Llevaba esperando casi una hora exacta desde mi llegada cuando, por fin, veo mi ansiado número aparecer en el marcador. Al entrar en la estancia veo que hay una serie de mamparas en hilera, que separan los puestos unos de otros. No es que hubiera mucha intimidad, pero la prueba tampoco consistía en desnudarse. Lo que me sorprendió fue comprobar que, de los 5 puestos teóricamente definidos para cubrir las necesidades, tan sólo estaban operativos dos.

La necesidad de acudir al cuarto de baño más cercano, se estaba convirtiendo en una urgencia de imperiosa solución. Por eso, cuando me senté en el puesto que me habían asignado para extraerme 8 o 9 litros de sangre, lo primero que hice fue preguntar a la enfermera por el cuarto de baño más cercano.

    - Pues cerca, cerca, lo que se dice cerca, no hay ninguno – el píloro se me cerró aún más-. El más cercano está a la entrada, más allá del pasillo azul. Pero no se lo recomiendo. Nuestros abuelos es el que suelen utilizar y no suele estar en buenas condiciones.

Magnífico. Si conseguía salir de allí corriendo, con los glúteos muy apretados y lograba encontrar el dichoso meódromo, era muy factible que cogiera cualquier cosa que no tenía. Y la buena enfermera, se debió de apiadar de mi preocupante gesto y me aconsejó:

    - Yo que usted, iría a los de la primera planta. Me han dicho que están mucho mejor.

      - ¿Y por dónde se va al Paraíso? – le pregunté.

     -  Al salir, vaya por ese pasillo hasta el final y suba al primer piso.

De allí salí con 8 litros menos en las venas, pero entusiasmado con la esperanza de perder algo de peso en la primera planta. Tal vez, esa sensación de falsa seguridad debió llegar a lo más íntimo de mi ser y la urgencia de prioridad 1, descendió de nivel. Por eso, cuando le dije a mi mujer que me esperase un momento, que no iba a tardar mucho en regresar, tampoco me supuso un gran esfuerzo aceptar su contra propuesta:

    - ¿Y por qué no esperas cuando lleguemos a la cafetería?

La idea era reponer fuerzas y nada mejor que cruzar la acera y tomarse un cafetito.

     - Vale – acepté sin más explicaciones.

No fue tan sencillo como cruzar la acera. De hecho, estábamos en el lado contrario y tuvimos que bordear el hospital, pero pronto llegamos a la cafetería donde solemos tomar el café.

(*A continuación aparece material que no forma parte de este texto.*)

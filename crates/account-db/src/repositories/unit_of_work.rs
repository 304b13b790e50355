//! PostgreSQL unit of work: one transaction shared by every store

use async_trait::async_trait;
use sqlx::PgPool;
use tracing::instrument;

use account_core::traits::{
    AccountReader, Database, RefreshSessionRepository, RepoResult, UnitOfWork, UserRepository,
};

use super::account::PgAccountReader;
use super::error::map_db_error;
use super::refresh_session::PgRefreshSessionRepository;
use super::transaction::TxHandle;
use super::user::PgUserRepository;

/// Unit-of-work factory over a PostgreSQL pool
#[derive(Clone)]
pub struct PgDatabase {
    pool: PgPool,
}

impl PgDatabase {
    pub fn new(pool: PgPool) -> Self {
        Self { pool }
    }

    pub fn pool(&self) -> &PgPool {
        &self.pool
    }
}

#[async_trait]
impl Database for PgDatabase {
    #[instrument(skip(self))]
    async fn begin(&self) -> RepoResult<Box<dyn UnitOfWork>> {
        let tx = self.pool.begin().await.map_err(map_db_error)?;
        Ok(Box::new(PgUnitOfWork::new(TxHandle::new(tx))))
    }

    async fn ping(&self) -> RepoResult<()> {
        sqlx::query("SELECT 1")
            .execute(&self.pool)
            .await
            .map_err(map_db_error)?;
        Ok(())
    }
}

/// Repositories bound to one open transaction.
///
/// Dropping without commit rolls the transaction back.
pub struct PgUnitOfWork {
    tx: TxHandle,
    users: PgUserRepository,
    refresh_sessions: PgRefreshSessionRepository,
    accounts: PgAccountReader,
}

impl PgUnitOfWork {
    fn new(tx: TxHandle) -> Self {
        Self {
            users: PgUserRepository::new(tx.clone()),
            refresh_sessions: PgRefreshSessionRepository::new(tx.clone()),
            accounts: PgAccountReader::new(tx.clone()),
            tx,
        }
    }
}

#[async_trait]
impl UnitOfWork for PgUnitOfWork {
    fn users(&self) -> &dyn UserRepository {
        &self.users
    }

    fn refresh_sessions(&self) -> &dyn RefreshSessionRepository {
        &self.refresh_sessions
    }

    fn accounts(&self) -> &dyn AccountReader {
        &self.accounts
    }

    #[instrument(skip(self))]
    async fn commit(&self) -> RepoResult<()> {
        self.tx.commit().await
    }
}
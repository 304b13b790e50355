//! Error handling utilities for repositories

use account_core::error::DomainError;
use sqlx::Error as SqlxError;

/// Convert SQLx error to DomainError
pub fn map_db_error(e: SqlxError) -> DomainError {
    DomainError::DatabaseError(e.to_string())
}

/// Check for unique violation and return appropriate error or fallback
pub fn map_unique_violation<F>(e: SqlxError, on_unique: F) -> DomainError
where
    F: FnOnce() -> DomainError,
{
    if let Some(db_err) = e.as_database_error() {
        if db_err.is_unique_violation() {
            return on_unique();
        }
    }
    DomainError::DatabaseError(e.to_string())
}

/// Store access after the unit of work has committed
pub fn unit_closed() -> DomainError {
    DomainError::InternalError("Unit of work already committed".to_string())
}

Al sentarnos, pensamos que era una buena idea tomar un café con churros. Hacía años que ninguno de los dos los había probado.

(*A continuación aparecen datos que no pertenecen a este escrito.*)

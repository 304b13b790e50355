//! Doctor directory handlers

use account_core::AccountInfo;
use account_service::AccountService;
use axum::Json;

use crate::extractors::{DoctorSearchParams, IdPath, QueryParams, Scoped};
use crate::response::{ApiResult, ErrorBody};

/// GET /api/Doctors?nameFilter=&from=&count=
#[utoipa::path(
    get,
    path = "/api/Doctors",
    tag = "Doctors",
    security(("bearer" = [])),
    params(DoctorSearchParams),
    responses(
        (status = 200, description = "Page of active doctors", body = [AccountInfo]),
        (status = 401, description = "Missing, invalid or expired access token", body = ErrorBody),
    )
)]
pub async fn all_doctors(
    Scoped(scope): Scoped,
    QueryParams(params): QueryParams<DoctorSearchParams>,
) -> ApiResult<Json<Vec<AccountInfo>>> {
    let page = params.page();
    let doctors = AccountService::new(&scope)
        .all_doctors(page, params.name_filter)
        .await?;
    Ok(Json(doctors))
}

/// GET /api/Doctors/:id
#[utoipa::path(
    get,
    path = "/api/Doctors/{id}",
    tag = "Doctors",
    security(("bearer" = [])),
    params(("id" = Uuid, Path, description = "Doctor account id")),
    responses(
        (status = 200, description = "Active doctor", body = AccountInfo),
        (status = 401, description = "Missing, invalid or expired access token", body = ErrorBody),
        (status = 404, description = "No active doctor with this id", body = ErrorBody),
    )
)]
pub async fn doctor_identified(
    Scoped(scope): Scoped,
    IdPath(id): IdPath,
) -> ApiResult<Json<AccountInfo>> {
    let doctor = AccountService::new(&scope).doctor_identified(id).await?;
    Ok(Json(doctor))
}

Cuando vino la camarera la primera sorpresa fue que:

     - Los churros se venden por unidades.

Recuerdo una anécdota similar con unos pasteles en Pontedeume, Coruña, pero no quiero desviarme.

     - ¿Y cómo son de grandes cada uno?

Entonces, la señorita me hizo un gesto con las manos, que me sorprendió, porque por lo que ella me indicó aquello se parecía más a un “donuts” gigante antes que a un churro.

    - Vale, pues traiga dos para cada uno.

Una vez hecho el encargo, me dispuse a cumplir con mi objetivo fundamental de mi vida en ese momento. Me dirigí al cuarto de baño de la cafetería. Un aseo minúsculo, unipersonal, pero muy íntimo y normalmente bastante limpio. Y fue entonces cuando comencé a preocuparme seriamente.

La primera sorpresa fue que mi ansiada y casi desesperada búsqueda de papel higiénico no había dado los frutos apetecidos. No había ni atisbo.

Hay que ver qué sabio es el cuerpo, que se adapta a casi todas las circunstancias. Alguna neurona de las dos o tres que me quedan sanas, debió de proceder a dar la orden de retirada y las tropas regresaron a sus cuarteles de invierno. La prioridad 1 se convirtió en 5.

La otra sorpresa fue comprobar la forma en la que hacen los churros por estos lares. Lo de la forma de lazo, lo respetan, aunque hay una tendencia a redondearlos en exceso. Más que un lazo parece la letra omega. Pero lo más raro es la masa. Es una mezcla entre un churro y una porra. La porra, tal y como yo la he conocido de toda la vida, está hecha con una masa que incorpora aire. El churro, sin embargo, no; es más denso, pero más pequeño. El caso es que después de tomarnos los dos churros-donuts, me alegré de no haber pedido más, porque salimos de allí como si nos hubiéramos comido medio jabalí.

Ya no teníamos ninguna tarea más. Fuimos derechos a casa. Total, media horita de camino entre unas cosas y otras. Y ahí, sí. Mi cerebro supo reaccionar y reconoció al instante el lugar como propio. Enseguida me sentí mucho más ligero.